Dubai: The UAE has emerged as one of the most proactive countries in the Middle East region in countering money laundering and financial crimes, according to KPMG.

KPMG’s Global Anti-Money Laundering (AML) Survey 2014 showed that the Middle East region needs to be more vigilant against financial crimes.

The survey also highlights the continuing need in the wider Middle East to reduce the region’s vulnerability to financial crimes, and how countries including the UAE are taking measures to implement tougher systems.

The financial services industry worldwide and in the UAE is making significant changes in response to regulatory action and increasingly far-reaching global anti money laundering regulations, changing the anti money laundering efforts from a stand-alone function under compliance, to a complex and overarching function cutting across legal, risk, operations and tax.

Recently, the UAE Federal National Council’s (FNC) Financial and Economic Affairs Committee announced changes in its key money laundering legislation.

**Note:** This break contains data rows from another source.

//! Fitting result thumbnails into fixed frames.
//!
//! Pure rect math: no pixels are decoded. `Fill` scales the image to
//! cover the frame and crops via the alignment; `Fit` letterboxes.

/// Width and height in pixels
#[derive(Debug, Clone, Copy, PartialEq)]
pub struct Size {
    pub width: f64,
    pub height: f64,
}

impl Size {
    pub fn new(width: f64, height: f64) -> Self {
        Self { width, height }
    }
}

/// Placement of the scaled image relative to the frame origin
#[derive(Debug, Clone, Copy, PartialEq)]
pub struct Rect {
    pub x: f64,
    pub y: f64,
    pub width: f64,
    pub height: f64,
}

/// How the image relates to its frame
#[derive(Debug, Clone, Copy, PartialEq, Eq)]
pub enum FitMode {
    /// Cover the frame completely, cropping overflow
    Fill,
    /// Show the whole image, leaving letterbox bands
    Fit,
}

#[derive(Debug, Clone, Copy, PartialEq, Eq)]
pub enum HorizontalAlign {
    Left,
    Center,
    Right,
}

#[derive(Debug, Clone, Copy, PartialEq, Eq)]
pub enum VerticalAlign {
    Top,
    Center,
    Bottom,
}

/// Computes where a scaled image lands inside a frame.
///
/// Degenerate inputs (zero-sized image or frame) collapse to an empty
/// rect at the frame origin.
pub fn fit_rect(
    image: Size,
    frame: Size,
    mode: FitMode,
    h_align: HorizontalAlign,
    v_align: VerticalAlign,
) -> Rect {
    if image.width <= 0.0 || image.height <= 0.0 || frame.width <= 0.0 || frame.height <= 0.0 {
        return Rect {
            x: 0.0,
            y: 0.0,
            width: 0.0,
            height: 0.0,
        };
    }

    let scale_x = frame.width / image.width;
    let scale_y = frame.height / image.height;
    let scale = match mode {
        FitMode::Fill => scale_x.max(scale_y),
        FitMode::Fit => scale_x.min(scale_y),
    };

    let width = image.width * scale;
    let height = image.height * scale;

    let x = match h_align {
        HorizontalAlign::Left => 0.0,
        HorizontalAlign::Center => (frame.width - width) / 2.0,
        HorizontalAlign::Right => frame.width - width,
    };
    let y = match v_align {
        VerticalAlign::Top => 0.0,
        VerticalAlign::Center => (frame.height - height) / 2.0,
        VerticalAlign::Bottom => frame.height - height,
    };

    Rect {
        x,
        y,
        width,
        height,
    }
}

#[cfg(test)]
mod tests {
    use super::*;

    #[test]
    fn test_fill_covers_the_frame() {
        // Wide image in a square frame: height drives the scale.
        let rect = fit_rect(
            Size::new(200.0, 100.0),
            Size::new(100.0, 100.0),
            FitMode::Fill,
            HorizontalAlign::Center,
            VerticalAlign::Center,
        );
        assert_eq!(rect.height, 100.0);
        assert_eq!(rect.width, 200.0);
        // Centered crop: half the overflow sticks out on each side.
        assert_eq!(rect.x, -50.0);
        assert_eq!(rect.y, 0.0);
    }

    #[test]
    fn test_fit_letterboxes() {
        let rect = fit_rect(
            Size::new(200.0, 100.0),
            Size::new(100.0, 100.0),
            FitMode::Fit,
            HorizontalAlign::Center,
            VerticalAlign::Center,
        );
        assert_eq!(rect.width, 100.0);
        assert_eq!(rect.height, 50.0);
        assert_eq!(rect.x, 0.0);
        assert_eq!(rect.y, 25.0);
    }

    #[test]
    fn test_alignment() {
        let rect = fit_rect(
            Size::new(100.0, 100.0),
            Size::new(200.0, 100.0),
            FitMode::Fit,
            HorizontalAlign::Right,
            VerticalAlign::Top,
        );
        assert_eq!(rect.x, 100.0);
        assert_eq!(rect.y, 0.0);
    }

    #[test]
    fn test_degenerate_input() {
        let rect = fit_rect(
            Size::new(0.0, 100.0),
            Size::new(100.0, 100.0),
            FitMode::Fill,
            HorizontalAlign::Center,
            VerticalAlign::Center,
        );
        assert_eq!(rect.width, 0.0);
        assert_eq!(rect.height, 0.0);
    }

    #[test]
    fn test_exact_fit_is_identity() {
        let rect = fit_rect(
            Size::new(100.0, 100.0),
            Size::new(100.0, 100.0),
            FitMode::Fill,
            HorizontalAlign::Center,
            VerticalAlign::Center,
        );
        assert_eq!(rect.x, 0.0);
        assert_eq!(rect.width, 100.0);
    }
}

Additionally, it changed the name of the draft law to ‘Anti-Money Laundering and Combating the Financing of Terrorism’.

The first draft of the law had included four activities that were considered criminal offences — transferring, depositing, transmitting or replacing money with the purpose of hiding or disguising its illicit origin. The FNC has also added two more offences: saving or investing in illegal money.

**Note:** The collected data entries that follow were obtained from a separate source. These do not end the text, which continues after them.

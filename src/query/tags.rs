//! Visual tags derived from the hidden query fields.

use crate::query::field::{FieldName, QueryField};

/// Visual style of a tag, chosen solely by the field name
#[derive(Debug, Clone, Copy, PartialEq, Eq)]
pub enum TagStyle {
    /// "q" fields
    Query,
    /// "qf" fields
    Facet,
    /// Everything else
    Default,
}

impl TagStyle {
    pub fn for_field(name: &FieldName) -> Self {
        match name {
            FieldName::Query => Self::Query,
            FieldName::Facet => Self::Facet,
            FieldName::Other(_) => Self::Default,
        }
    }

    /// CSS-style class string for HTML front ends
    pub fn class_str(&self) -> &'static str {
        match self {
            Self::Query => "label label-query",
            Self::Facet => "label label-facet",
            Self::Default => "label label-default",
        }
    }
}

/// One removable tag in the tag strip
#[derive(Debug, Clone, PartialEq)]
pub struct Tag {
    /// What the tag displays
    pub label: String,
    /// The hidden-field value the tag stands for
    pub value: String,
    pub style: TagStyle,
}

impl Tag {
    pub fn from_field(field: &QueryField) -> Self {
        Self {
            label: field.display_text.clone(),
            value: field.value.clone(),
            style: TagStyle::for_field(&field.name),
        }
    }
}

#[cfg(test)]
mod tests {
    use super::*;

    #[test]
    fn test_style_follows_field_name() {
        assert_eq!(TagStyle::for_field(&FieldName::Query), TagStyle::Query);
        assert_eq!(TagStyle::for_field(&FieldName::Facet), TagStyle::Facet);
        assert_eq!(
            TagStyle::for_field(&FieldName::Other("rows".into())),
            TagStyle::Default
        );
    }

    #[test]
    fn test_tag_from_field() {
        let field = QueryField::facet("municipality:Amsterdam", "Amsterdam");
        let tag = Tag::from_field(&field);
        assert_eq!(tag.label, "Amsterdam");
        assert_eq!(tag.value, "municipality:Amsterdam");
        assert_eq!(tag.style, TagStyle::Facet);
    }

    #[test]
    fn test_class_str() {
        assert_eq!(TagStyle::Query.class_str(), "label label-query");
        assert_eq!(TagStyle::Default.class_str(), "label label-default");
    }
}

“As a rapidly developing region, the Middle East needs to take a more proactive approach towards reducing its vulnerability to financial crime and create infrastructure which will facilitate effective AML enforcement. The AML Survey indicates that 92 per cent of respondents considered money laundering high risk area,” said Kauzal Ali Rizvi, director Consulting, KPMG Lower Gulf.

The National Anti-Money Laundering Committee in the UAE has been proactive and plays a key role in proposing anti money laundering rules and procedures in the UAE, facilitates exchange of information and coordination between agencies. Several countries in the Middle East are striving to have more robust antimoney laundering laws and countering the financing of terrorism functions in place. In this regard, the UAE has been proactive and criminalised the act of money laundering in 2002. Various anti money laundering related rules and regulations have also been issued by both the UAE Central Bank and the Dubai International Financial Centre (DIFC).

While the profile of anti money laundering efforts within the Middle East region has risen over the last three years, the KPMG survey states that it still faces some significant challenges around compliance, especially with regard to customer due diligence, transaction monitoring, and Politically Exposed Persons (PEPs) identification.

“The political and civil unrest in the Middle East continues to pose a challenge for financial institutions’ sanctions screening systems in terms of responding to rapid changes to sanctions lists and their increased volumes,” said Rizvi.